--- TRY IT ---
From the entries, copy each line that includes "const".

-- RAW DATA follows --

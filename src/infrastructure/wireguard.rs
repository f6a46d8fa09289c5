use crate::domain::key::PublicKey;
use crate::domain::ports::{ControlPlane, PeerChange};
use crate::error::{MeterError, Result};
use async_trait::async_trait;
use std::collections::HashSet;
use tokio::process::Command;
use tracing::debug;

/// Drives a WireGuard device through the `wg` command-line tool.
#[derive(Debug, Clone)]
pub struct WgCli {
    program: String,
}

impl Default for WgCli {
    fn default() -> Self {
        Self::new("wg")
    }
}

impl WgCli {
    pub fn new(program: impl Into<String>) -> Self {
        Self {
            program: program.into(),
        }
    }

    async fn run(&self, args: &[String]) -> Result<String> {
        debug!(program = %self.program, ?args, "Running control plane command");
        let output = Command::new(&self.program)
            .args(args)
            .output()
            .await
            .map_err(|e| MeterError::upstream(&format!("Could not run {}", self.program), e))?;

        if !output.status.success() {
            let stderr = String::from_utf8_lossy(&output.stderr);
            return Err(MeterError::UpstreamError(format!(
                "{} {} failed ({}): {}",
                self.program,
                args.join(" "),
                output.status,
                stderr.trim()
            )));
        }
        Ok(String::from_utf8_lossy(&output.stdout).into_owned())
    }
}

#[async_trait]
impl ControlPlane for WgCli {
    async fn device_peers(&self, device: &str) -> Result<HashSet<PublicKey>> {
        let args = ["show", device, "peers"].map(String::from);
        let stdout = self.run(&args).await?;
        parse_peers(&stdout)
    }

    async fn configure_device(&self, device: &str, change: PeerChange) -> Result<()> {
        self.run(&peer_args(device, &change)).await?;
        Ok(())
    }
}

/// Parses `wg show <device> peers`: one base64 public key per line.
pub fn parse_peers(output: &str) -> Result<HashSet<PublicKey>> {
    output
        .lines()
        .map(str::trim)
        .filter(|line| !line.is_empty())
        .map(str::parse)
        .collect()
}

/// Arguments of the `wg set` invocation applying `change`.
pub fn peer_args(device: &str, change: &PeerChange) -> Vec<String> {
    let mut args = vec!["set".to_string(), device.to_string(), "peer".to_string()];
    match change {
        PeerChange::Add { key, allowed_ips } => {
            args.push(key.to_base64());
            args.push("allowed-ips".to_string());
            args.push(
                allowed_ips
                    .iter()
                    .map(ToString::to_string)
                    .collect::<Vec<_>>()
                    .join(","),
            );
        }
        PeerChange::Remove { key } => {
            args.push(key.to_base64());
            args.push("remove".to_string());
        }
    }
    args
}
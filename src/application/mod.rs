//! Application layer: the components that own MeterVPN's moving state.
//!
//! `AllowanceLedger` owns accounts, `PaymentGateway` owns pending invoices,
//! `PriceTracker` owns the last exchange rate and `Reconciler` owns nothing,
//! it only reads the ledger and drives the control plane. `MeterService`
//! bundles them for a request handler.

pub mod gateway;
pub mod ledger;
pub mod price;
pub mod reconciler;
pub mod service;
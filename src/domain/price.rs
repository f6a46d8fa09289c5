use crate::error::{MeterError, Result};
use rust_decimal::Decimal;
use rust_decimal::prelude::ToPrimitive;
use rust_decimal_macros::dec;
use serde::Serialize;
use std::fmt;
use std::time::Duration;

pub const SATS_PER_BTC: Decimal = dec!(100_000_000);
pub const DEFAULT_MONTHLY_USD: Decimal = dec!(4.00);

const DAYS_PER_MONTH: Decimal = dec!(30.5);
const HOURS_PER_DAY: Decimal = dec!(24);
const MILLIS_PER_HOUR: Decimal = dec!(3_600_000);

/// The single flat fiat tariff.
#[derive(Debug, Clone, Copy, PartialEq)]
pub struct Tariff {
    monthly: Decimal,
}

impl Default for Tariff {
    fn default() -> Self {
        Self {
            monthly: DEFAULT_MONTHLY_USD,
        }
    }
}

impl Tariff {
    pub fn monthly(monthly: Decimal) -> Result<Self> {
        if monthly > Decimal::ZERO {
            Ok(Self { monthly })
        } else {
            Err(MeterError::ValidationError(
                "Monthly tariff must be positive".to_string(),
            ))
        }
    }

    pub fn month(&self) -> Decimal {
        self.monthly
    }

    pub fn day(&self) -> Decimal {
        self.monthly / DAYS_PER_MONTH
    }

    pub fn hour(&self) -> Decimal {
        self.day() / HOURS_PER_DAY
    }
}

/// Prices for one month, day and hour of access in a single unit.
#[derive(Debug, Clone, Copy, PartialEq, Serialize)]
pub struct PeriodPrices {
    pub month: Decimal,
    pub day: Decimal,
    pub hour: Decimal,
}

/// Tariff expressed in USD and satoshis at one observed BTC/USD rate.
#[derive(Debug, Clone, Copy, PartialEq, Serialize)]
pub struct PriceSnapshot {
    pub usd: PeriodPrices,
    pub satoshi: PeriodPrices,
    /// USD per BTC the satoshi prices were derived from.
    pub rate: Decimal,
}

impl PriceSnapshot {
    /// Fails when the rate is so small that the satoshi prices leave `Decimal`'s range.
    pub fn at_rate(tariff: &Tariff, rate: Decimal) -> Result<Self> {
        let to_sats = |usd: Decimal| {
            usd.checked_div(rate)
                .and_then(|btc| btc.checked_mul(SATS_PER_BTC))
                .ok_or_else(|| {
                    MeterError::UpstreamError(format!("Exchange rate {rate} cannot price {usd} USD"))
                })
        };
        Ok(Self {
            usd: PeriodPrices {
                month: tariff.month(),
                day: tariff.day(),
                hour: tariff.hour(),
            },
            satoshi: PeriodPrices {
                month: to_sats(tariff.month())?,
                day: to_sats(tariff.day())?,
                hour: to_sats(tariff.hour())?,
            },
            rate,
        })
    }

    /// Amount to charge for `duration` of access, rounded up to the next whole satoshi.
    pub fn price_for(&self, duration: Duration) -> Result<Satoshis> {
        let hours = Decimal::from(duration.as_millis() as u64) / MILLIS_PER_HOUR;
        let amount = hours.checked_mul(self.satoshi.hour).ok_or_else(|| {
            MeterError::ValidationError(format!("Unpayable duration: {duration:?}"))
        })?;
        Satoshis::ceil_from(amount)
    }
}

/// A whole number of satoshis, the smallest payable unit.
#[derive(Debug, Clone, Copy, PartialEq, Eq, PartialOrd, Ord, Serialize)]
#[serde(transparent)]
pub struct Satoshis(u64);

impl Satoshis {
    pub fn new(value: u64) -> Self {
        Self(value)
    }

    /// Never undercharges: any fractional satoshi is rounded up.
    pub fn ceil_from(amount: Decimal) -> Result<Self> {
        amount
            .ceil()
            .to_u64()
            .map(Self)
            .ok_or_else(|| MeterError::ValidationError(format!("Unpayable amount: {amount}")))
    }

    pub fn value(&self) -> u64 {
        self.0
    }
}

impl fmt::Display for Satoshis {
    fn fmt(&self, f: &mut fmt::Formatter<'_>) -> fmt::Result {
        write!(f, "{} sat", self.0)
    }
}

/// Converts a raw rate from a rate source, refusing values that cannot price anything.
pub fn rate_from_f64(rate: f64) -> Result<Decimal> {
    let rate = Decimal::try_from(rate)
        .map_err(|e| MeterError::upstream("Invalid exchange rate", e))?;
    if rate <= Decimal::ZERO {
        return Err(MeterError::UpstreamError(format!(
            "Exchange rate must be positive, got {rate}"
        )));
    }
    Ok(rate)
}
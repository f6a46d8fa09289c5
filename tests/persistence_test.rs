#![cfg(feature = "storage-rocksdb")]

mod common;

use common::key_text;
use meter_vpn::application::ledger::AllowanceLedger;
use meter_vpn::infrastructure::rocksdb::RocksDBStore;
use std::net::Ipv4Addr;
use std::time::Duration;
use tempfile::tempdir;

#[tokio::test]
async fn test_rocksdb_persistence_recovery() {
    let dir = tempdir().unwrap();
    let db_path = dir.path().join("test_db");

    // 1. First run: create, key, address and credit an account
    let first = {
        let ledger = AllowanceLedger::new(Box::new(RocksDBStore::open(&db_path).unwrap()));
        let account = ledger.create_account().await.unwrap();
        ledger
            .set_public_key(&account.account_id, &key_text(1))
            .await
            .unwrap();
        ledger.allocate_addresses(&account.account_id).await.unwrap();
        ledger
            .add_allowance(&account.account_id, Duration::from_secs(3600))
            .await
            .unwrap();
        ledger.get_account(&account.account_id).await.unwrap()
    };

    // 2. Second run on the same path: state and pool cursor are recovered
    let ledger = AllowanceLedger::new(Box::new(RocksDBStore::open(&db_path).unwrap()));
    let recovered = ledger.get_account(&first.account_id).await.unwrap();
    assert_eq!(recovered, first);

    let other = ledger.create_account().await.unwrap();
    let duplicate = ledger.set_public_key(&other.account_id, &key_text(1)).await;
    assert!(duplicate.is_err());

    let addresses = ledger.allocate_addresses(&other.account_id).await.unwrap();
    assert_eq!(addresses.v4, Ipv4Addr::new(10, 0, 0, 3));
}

-- RAW DATA concluded --

--- EXERCISE ANSWER ---
pub const SATS_PER_BTC: Decimal = dec!(100_000_000);
pub const DEFAULT_MONTHLY_USD: Decimal = dec!(4.00);
const DAYS_PER_MONTH: Decimal = dec!(30.5);
const HOURS_PER_DAY: Decimal = dec!(24);
const MILLIS_PER_HOUR: Decimal = dec!(3_600_000);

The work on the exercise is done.